Analysis of intraarticular fibrinolytic pathways in patients with inflammatory and noninflammatory joint diseases.

OBJECTIVE. Intraarticular activation of the fibrinolytic system has been suspected to occur in patients with arthritis. We undertook the present study to investigate the relation of this activation to clinical symptoms, and the molecular pathways involved. METHODS. We quantitatively assessed levels of plasmin-alpha 2-antiplasmin (PAP) complexes in synovial fluid (SF) from 25 patients with rheumatoid arthritis (RA), 7 with seronegative spondylarthropathy (SSA), and 10 with osteoarthritis (OA), and conducted an analysis to determine the plasminogen-activating pathway via which these complexes were generated.
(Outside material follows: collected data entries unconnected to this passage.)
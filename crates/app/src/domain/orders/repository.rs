//! Orders Repository

use std::str::FromStr;

use jiff_sqlx::Timestamp as SqlxTimestamp;
use rust_decimal::Decimal;
use sqlx::{FromRow, Postgres, Row, Transaction, postgres::PgRow, query, query_as};

use crate::domain::{
    orders::{
        data::NewOrder,
        records::{OrderRecord, OrderStatus, OrderUuid},
    },
    users::records::UserUuid,
};

const LIST_ORDERS_SQL: &str = include_str!("sql/list_orders.sql");
const GET_ORDER_SQL: &str = include_str!("sql/get_order.sql");
const CREATE_ORDER_SQL: &str = include_str!("sql/create_order.sql");
const UPDATE_ORDER_SQL: &str = include_str!("sql/update_order.sql");
const DELETE_ORDER_SQL: &str = include_str!("sql/delete_order.sql");

/// Column values for an update; `None` keeps the stored value.
#[derive(Debug, Clone, Default)]
pub(crate) struct OrderChanges {
    pub product: Option<String>,
    pub quantity: Option<i32>,
    pub status: Option<OrderStatus>,
    pub total: Option<Decimal>,
}

#[derive(Debug, Clone, Default)]
pub(crate) struct PgOrdersRepository;

impl PgOrdersRepository {
    #[must_use]
    pub(crate) fn new() -> Self {
        Self
    }

    pub(crate) async fn list_orders(
        &self,
        tx: &mut Transaction<'_, Postgres>,
        owner: UserUuid,
    ) -> Result<Vec<OrderRecord>, sqlx::Error> {
        query_as::<Postgres, OrderRecord>(LIST_ORDERS_SQL)
            .bind(owner.into_uuid())
            .fetch_all(&mut **tx)
            .await
    }

    pub(crate) async fn get_order(
        &self,
        tx: &mut Transaction<'_, Postgres>,
        owner: UserUuid,
        order: OrderUuid,
    ) -> Result<OrderRecord, sqlx::Error> {
        query_as::<Postgres, OrderRecord>(GET_ORDER_SQL)
            .bind(order.into_uuid())
            .bind(owner.into_uuid())
            .fetch_one(&mut **tx)
            .await
    }

    pub(crate) async fn create_order(
        &self,
        tx: &mut Transaction<'_, Postgres>,
        owner: UserUuid,
        order: OrderUuid,
        quantity: i32,
        new_order: &NewOrder,
    ) -> Result<OrderRecord, sqlx::Error> {
        query_as::<Postgres, OrderRecord>(CREATE_ORDER_SQL)
            .bind(order.into_uuid())
            .bind(owner.into_uuid())
            .bind(new_order.product())
            .bind(quantity)
            .bind(OrderStatus::Pending.as_str())
            .bind(new_order.total())
            .bind(new_order.notes())
            .fetch_one(&mut **tx)
            .await
    }

    pub(crate) async fn update_order(
        &self,
        tx: &mut Transaction<'_, Postgres>,
        owner: UserUuid,
        order: OrderUuid,
        changes: OrderChanges,
    ) -> Result<u64, sqlx::Error> {
        let rows_affected = query(UPDATE_ORDER_SQL)
            .bind(order.into_uuid())
            .bind(owner.into_uuid())
            .bind(changes.product)
            .bind(changes.quantity)
            .bind(changes.status.map(OrderStatus::as_str))
            .bind(changes.total)
            .execute(&mut **tx)
            .await?
            .rows_affected();

        Ok(rows_affected)
    }

    pub(crate) async fn delete_order(
        &self,
        tx: &mut Transaction<'_, Postgres>,
        owner: UserUuid,
        order: OrderUuid,
    ) -> Result<u64, sqlx::Error> {
        let rows_affected = query(DELETE_ORDER_SQL)
            .bind(order.into_uuid())
            .bind(owner.into_uuid())
            .execute(&mut **tx)
            .await?
            .rows_affected();

        Ok(rows_affected)
    }
}

impl<'r> FromRow<'r, PgRow> for OrderRecord {
    fn from_row(row: &'r PgRow) -> sqlx::Result<Self> {
        let quantity = u32::try_from(row.try_get::<i32, _>("quantity")?).map_err(|e| {
            sqlx::Error::ColumnDecode {
                index: "quantity".to_string(),
                source: Box::new(e),
            }
        })?;

        let status = OrderStatus::from_str(row.try_get::<&str, _>("status")?).map_err(|e| {
            sqlx::Error::ColumnDecode {
                index: "status".to_string(),
                source: Box::new(e),
            }
        })?;

        Ok(Self {
            uuid: OrderUuid::from_uuid(row.try_get("uuid")?),
            owner: UserUuid::from_uuid(row.try_get("owner_uuid")?),
            product: row.try_get("product")?,
            quantity,
            status,
            total: row.try_get("total")?,
            notes: row.try_get("notes")?,
            created_at: row.try_get::<SqlxTimestamp, _>("created_at")?.to_jiff(),
            updated_at: row.try_get::<SqlxTimestamp, _>("updated_at")?.to_jiff(),
        })
    }
}
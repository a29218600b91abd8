//! Typed Uuids

use std::{
    cmp::Ordering,
    fmt::{Debug, Display, Formatter, Result as FmtResult},
    hash::{Hash, Hasher},
    marker::PhantomData,
    str::FromStr,
};

use uuid::Uuid;

/// A UUID tagged with the record type it identifies.
pub struct TypedUuid<T>(Uuid, PhantomData<fn() -> T>);

impl<T> TypedUuid<T> {
    /// Generate a fresh, time-ordered (v7) identifier.
    #[must_use]
    pub fn new() -> Self {
        Self::from_uuid(Uuid::now_v7())
    }

    #[must_use]
    pub const fn from_uuid(uuid: Uuid) -> Self {
        Self(uuid, PhantomData)
    }

    #[must_use]
    pub const fn into_uuid(self) -> Uuid {
        self.0
    }
}

impl<T> Default for TypedUuid<T> {
    fn default() -> Self {
        Self::new()
    }
}

impl<T> Clone for TypedUuid<T> {
    fn clone(&self) -> Self {
        *self
    }
}

impl<T> Copy for TypedUuid<T> {}

impl<T> Debug for TypedUuid<T> {
    fn fmt(&self, f: &mut Formatter<'_>) -> FmtResult {
        Debug::fmt(&self.0, f)
    }
}

impl<T> Display for TypedUuid<T> {
    fn fmt(&self, f: &mut Formatter<'_>) -> FmtResult {
        Display::fmt(&self.0, f)
    }
}

impl<T> FromStr for TypedUuid<T> {
    type Err = uuid::Error;

    fn from_str(value: &str) -> Result<Self, Self::Err> {
        Uuid::try_parse(value).map(Self::from_uuid)
    }
}

impl<T> PartialEq for TypedUuid<T> {
    fn eq(&self, other: &Self) -> bool {
        self.0 == other.0
    }
}

impl<T> Eq for TypedUuid<T> {}

impl<T> Hash for TypedUuid<T> {
    fn hash<H: Hasher>(&self, state: &mut H) {
        self.0.hash(state);
    }
}

impl<T> PartialOrd for TypedUuid<T> {
    fn partial_cmp(&self, other: &Self) -> Option<Ordering> {
        Some(self.cmp(other))
    }
}

impl<T> Ord for TypedUuid<T> {
    fn cmp(&self, other: &Self) -> Ordering {
        self.0.cmp(&other.0)
    }
}

impl<T> From<Uuid> for TypedUuid<T> {
    fn from(value: Uuid) -> Self {
        Self::from_uuid(value)
    }
}

impl<T> From<TypedUuid<T>> for Uuid {
    fn from(value: TypedUuid<T>) -> Self {
        value.into_uuid()
    }
}
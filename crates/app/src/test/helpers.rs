//! Test Helpers

use std::str::FromStr;

use rust_decimal::Decimal;

use crate::domain::orders::data::{NewOrder, OrderDraft};

/// A valid order with the fixed note `"gift wrap"`.
pub(crate) fn new_order(
    product: &str,
    quantity: u32,
    unit_price: &str,
) -> Result<NewOrder, Box<dyn std::error::Error>> {
    let order = NewOrder::try_from(OrderDraft {
        product: Some(product.to_string()),
        quantity: Some(quantity),
        unit_price: Some(Decimal::from_str(unit_price)?),
        notes: Some("gift wrap".to_string()),
    })?;

    Ok(order)
}
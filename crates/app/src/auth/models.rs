//! Auth data models.

use jiff::Timestamp;
use uuid::Uuid;

use crate::{auth::ApiTokenVersion, domain::users::records::UserUuid};

/// Token row used while authenticating a bearer token.
#[derive(Debug, Clone)]
pub(crate) struct ActiveApiToken {
    pub user_uuid: UserUuid,
    pub version: ApiTokenVersion,

    /// HMAC verifier over the token's secret material.
    pub token_hash: String,
}

/// Stored token metadata. Never carries the secret.
#[derive(Debug, Clone)]
pub struct ApiTokenMetadata {
    pub uuid: Uuid,
    pub user_uuid: UserUuid,
    pub version: ApiTokenVersion,
    pub created_at: Timestamp,
    pub last_used_at: Option<Timestamp>,
    pub expires_at: Option<Timestamp>,
    pub revoked_at: Option<Timestamp>,
}

#[derive(Debug, Clone)]
pub(crate) struct NewApiToken {
    pub uuid: Uuid,
    pub user_uuid: UserUuid,
    pub version: ApiTokenVersion,
    pub token_hash: String,
    pub expires_at: Option<Timestamp>,
}

/// A freshly issued token. `token` is the only copy of the raw bearer value.
#[derive(Debug, Clone)]
pub struct IssuedApiToken {
    pub token: String,
    pub metadata: ApiTokenMetadata,
}
//! Low-cardinality route labels.

use uuid::Uuid;

/// Path with UUID segments replaced by `{uuid}`, e.g. `/orders/{uuid}`.
pub(super) fn route_label(path: &str) -> String {
    let segments: Vec<&str> = path
        .split('/')
        .filter(|segment| !segment.is_empty())
        .map(|segment| {
            if Uuid::try_parse(segment).is_ok() {
                "{uuid}"
            } else {
                segment
            }
        })
        .collect();

    format!("/{}", segments.join("/"))
}

#[cfg(test)]
mod tests {
    use super::*;

    #[test]
    fn root_stays_root() {
        assert_eq!(route_label("/"), "/");
    }

    #[test]
    fn plain_paths_are_unchanged() {
        assert_eq!(route_label("/orders"), "/orders");
    }

    #[test]
    fn uuid_segments_are_collapsed() {
        assert_eq!(
            route_label("/orders/0191f0c9-a3b0-7c52-a1e4-d2f1b0c9e8d7/notes"),
            "/orders/{uuid}/notes"
        );
    }
}
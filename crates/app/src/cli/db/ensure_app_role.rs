use clap::Args;
use sqlx::{Postgres, Transaction, query, query_scalar};
use threadline_app::database;

const ROLE_FLAGS: &str = "LOGIN NOSUPERUSER NOCREATEDB NOCREATEROLE NOREPLICATION NOBYPASSRLS";

#[derive(Debug, Args)]
pub(crate) struct EnsureAppRoleArgs {
    /// Administrative PostgreSQL connection string
    #[arg(long, env = "DATABASE_URL", hide_env_values = true)]
    database_url: String,

    /// Role the JSON API connects as
    #[arg(long, default_value = "threadline_app")]
    role_name: String,

    /// Password to set on the role
    #[arg(long, env = "APP_DB_PASSWORD", hide_env_values = true)]
    password: String,
}

/// Statements that leave `role` able to read and write every table but never
/// bypass the orders ownership policy.
fn role_statements(role: &str, password: &str, database: &str, exists: bool) -> Vec<String> {
    let verb = if exists { "ALTER" } else { "CREATE" };

    vec![
        format!("{verb} ROLE {role} {ROLE_FLAGS} PASSWORD {password}"),
        format!("GRANT CONNECT ON DATABASE {database} TO {role}"),
        format!("GRANT USAGE ON SCHEMA public TO {role}"),
        format!("GRANT SELECT, INSERT, UPDATE, DELETE ON ALL TABLES IN SCHEMA public TO {role}"),
        format!(
            "ALTER DEFAULT PRIVILEGES IN SCHEMA public GRANT SELECT, INSERT, UPDATE, DELETE ON TABLES TO {role}"
        ),
    ]
}

async fn quoted(
    tx: &mut Transaction<'_, Postgres>,
    function: &str,
    value: &str,
) -> Result<String, String> {
    query_scalar(&format!("SELECT {function}($1)"))
        .bind(value)
        .fetch_one(&mut **tx)
        .await
        .map_err(|error| format!("failed to {function} value: {error}"))
}

pub(crate) async fn run(args: EnsureAppRoleArgs) -> Result<(), String> {
    if args.role_name.trim().is_empty() {
        return Err("role-name cannot be empty".to_string());
    }

    if args.password.trim().is_empty() {
        return Err("password cannot be empty".to_string());
    }

    let pool = database::connect(&args.database_url)
        .await
        .map_err(|error| format!("failed to connect to database: {error}"))?;

    let mut tx = pool
        .begin()
        .await
        .map_err(|error| format!("failed to start transaction: {error}"))?;

    // Role identifiers cannot be bound as parameters.
    let role = quoted(&mut tx, "quote_ident", &args.role_name).await?;
    let password = quoted(&mut tx, "quote_literal", &args.password).await?;

    let database: String = query_scalar("SELECT quote_ident(current_database())")
        .fetch_one(&mut *tx)
        .await
        .map_err(|error| format!("failed to resolve database name: {error}"))?;

    let exists: bool = query_scalar("SELECT EXISTS (SELECT 1 FROM pg_roles WHERE rolname = $1)")
        .bind(&args.role_name)
        .fetch_one(&mut *tx)
        .await
        .map_err(|error| format!("failed to check role existence: {error}"))?;

    for statement in role_statements(&role, &password, &database, exists) {
        query(&statement)
            .execute(&mut *tx)
            .await
            .map_err(|error| format!("failed to apply role change: {error}"))?;
    }

    tx.commit()
        .await
        .map_err(|error| format!("failed to commit changes: {error}"))?;

    println!("ensured app role: {}", args.role_name);

    Ok(())
}

#[cfg(test)]
mod tests {
    use super::*;

    #[test]
    fn new_role_is_created_without_rls_bypass() {
        let statements = role_statements("\"app\"", "'pw'", "\"threadline\"", false);

        assert_eq!(
            statements.first().map(String::as_str),
            Some(
                "CREATE ROLE \"app\" LOGIN NOSUPERUSER NOCREATEDB NOCREATEROLE NOREPLICATION \
                 NOBYPASSRLS PASSWORD 'pw'"
            )
        );
    }

    #[test]
    fn existing_role_is_altered() {
        let statements = role_statements("app", "'pw'", "threadline", true);

        assert!(statements.iter().any(|sql| sql.starts_with("ALTER ROLE app ")));
        assert!(statements.iter().all(|sql| !sql.starts_with("CREATE ROLE")));
    }
}
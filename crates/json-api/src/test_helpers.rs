//! Test helpers.

use std::{
    str::FromStr,
    sync::{Arc, Mutex},
};

use async_trait::async_trait;
use jiff::Timestamp;
use rust_decimal::Decimal;
use salvo::{affix_state::inject, prelude::*};
use threadline_app::{
    auth::MockAuthService,
    context::AppContext,
    domain::{
        orders::{
            MockOrdersService, OrdersService, OrdersServiceError,
            data::{NewOrder, OrderUpdate},
            records::{OrderRecord, OrderStatus, OrderUuid},
        },
        users::records::UserUuid,
    },
};
use uuid::Uuid;

use crate::{extensions::*, state::State};

pub(crate) const TEST_USER_UUID: UserUuid = UserUuid::from_uuid(Uuid::nil());

#[salvo::handler]
pub(crate) async fn inject_user(
    req: &mut Request,
    depot: &mut Depot,
    res: &mut Response,
    ctrl: &mut FlowCtrl,
) {
    depot.insert_user_uuid(TEST_USER_UUID);
    ctrl.call_next(req, depot, res).await;
}

pub(crate) fn strict_orders_mock() -> MockOrdersService {
    let mut orders = MockOrdersService::new();

    orders.expect_create_order().never();
    orders.expect_get_order().never();
    orders.expect_list_orders().never();
    orders.expect_update_order().never();
    orders.expect_delete_order().never();

    orders
}

fn strict_auth_mock() -> MockAuthService {
    let mut auth = MockAuthService::new();

    auth.expect_authenticate_bearer().never();

    auth
}

pub(crate) fn state_with(
    orders: impl OrdersService + 'static,
    auth: MockAuthService,
) -> Arc<State> {
    State::new(AppContext {
        orders: Arc::new(orders),
        auth: Arc::new(auth),
    })
}

pub(crate) fn state_with_orders(orders: MockOrdersService) -> Arc<State> {
    state_with(orders, strict_auth_mock())
}

pub(crate) fn state_with_auth(auth: MockAuthService) -> Arc<State> {
    state_with(strict_orders_mock(), auth)
}

/// `route` behind state injection and a fixed authenticated caller.
pub(crate) fn orders_service(orders: MockOrdersService, route: Router) -> Service {
    Service::new(
        Router::new()
            .hoop(inject(state_with_orders(orders)))
            .hoop(inject_user)
            .push(route),
    )
}

pub(crate) fn make_order(uuid: OrderUuid) -> OrderRecord {
    OrderRecord {
        uuid,
        owner: TEST_USER_UUID,
        product: "tshirt".to_string(),
        quantity: 2,
        status: OrderStatus::Pending,
        total: Decimal::from(20),
        notes: Some("gift wrap".to_string()),
        created_at: Timestamp::UNIX_EPOCH,
        updated_at: Timestamp::UNIX_EPOCH,
    }
}

pub(crate) fn decimal(value: &str) -> Decimal {
    Decimal::from_str(value).unwrap_or_default()
}

/// Owner-scoped orders held in memory, for end-to-end router tests.
#[derive(Debug, Default)]
pub(crate) struct InMemoryOrders {
    orders: Mutex<Vec<OrderRecord>>,
}

impl InMemoryOrders {
    fn with_orders<T>(&self, f: impl FnOnce(&mut Vec<OrderRecord>) -> T) -> T {
        let mut orders = self
            .orders
            .lock()
            .unwrap_or_else(std::sync::PoisonError::into_inner);

        f(&mut orders)
    }
}

#[async_trait]
impl OrdersService for InMemoryOrders {
    async fn list_orders(&self, owner: UserUuid) -> Result<Vec<OrderRecord>, OrdersServiceError> {
        Ok(self.with_orders(|orders| {
            orders
                .iter()
                .rev()
                .filter(|order| order.owner == owner)
                .cloned()
                .collect()
        }))
    }

    async fn get_order(
        &self,
        owner: UserUuid,
        order: OrderUuid,
    ) -> Result<OrderRecord, OrdersServiceError> {
        self.with_orders(|orders| {
            orders
                .iter()
                .find(|record| record.uuid == order && record.owner == owner)
                .cloned()
                .ok_or(OrdersServiceError::NotFound)
        })
    }

    async fn create_order(
        &self,
        owner: UserUuid,
        order: NewOrder,
    ) -> Result<OrderRecord, OrdersServiceError> {
        let now = Timestamp::now();

        let record = OrderRecord {
            uuid: OrderUuid::new(),
            owner,
            product: order.product().to_string(),
            quantity: order.quantity(),
            status: OrderStatus::Pending,
            total: order.total(),
            notes: Some(order.notes().to_string()),
            created_at: now,
            updated_at: now,
        };

        self.with_orders(|orders| orders.push(record.clone()));

        Ok(record)
    }

    async fn update_order(
        &self,
        owner: UserUuid,
        order: OrderUuid,
        update: OrderUpdate,
    ) -> Result<u64, OrdersServiceError> {
        Ok(self.with_orders(|orders| {
            let Some(record) = orders
                .iter_mut()
                .find(|record| record.uuid == order && record.owner == owner)
            else {
                return 0;
            };

            if let Some(product) = update.product {
                record.product = product;
            }
            if let Some(quantity) = update.quantity {
                record.quantity = quantity;
            }
            if let Some(status) = update.status {
                record.status = status;
            }
            if let Some(total) = update.total {
                record.total = total;
            }

            record.updated_at = Timestamp::now();

            1
        }))
    }

    async fn delete_order(
        &self,
        owner: UserUuid,
        order: OrderUuid,
    ) -> Result<u64, OrdersServiceError> {
        Ok(self.with_orders(|orders| {
            let before = orders.len();

            orders.retain(|record| !(record.uuid == order && record.owner == owner));

            u64::try_from(before - orders.len()).unwrap_or_default()
        }))
    }
}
In addition, we studied the relationship of intraarticular fibrinolysis to clinical and biochemical parameters. RESULTS. All patients studied had increased SF levels of PAP complexes. Levels in patients with RA and SSA were slightly higher than those in patients with OA. These complexes were probably formed by activation of urokinase-type plasminogen activator (u-PA), and not tissue-type plasminogen activator (t-PA), since SF levels of both u-PA antigen and u-PA-plasminogen activator inhibitor (PAI) complexes were increased in 27 of the 42 patients. Conversely, SF levels of t-PA were below normal in all but 1 patient. In some patients, activation of factor XII presumably also contributed to plasminogen activation in SF, since levels of factor XIIa-C1 inhibitor in SF were increased in 8 of the 42 patients and correlated, as did u-PA-PAI levels, with levels of PAP complexes. Several of the parameters of fibrinolysis in SF, particularly u-PA antigen and u-PA-PAI-1 complexes, were found to correlate with clinical and biochemical parameters. CONCLUSION. Our results suggest that plasminogen is frequently activated in the joints of patients with inflammatory or noninflammatory arthropathy and that this activation mainly occurs via a u-PA-, and in some cases also via a factor XII-, dependent pathway. The possible relation of this activation process to stimulation of synovial cells by cytokines is discussed.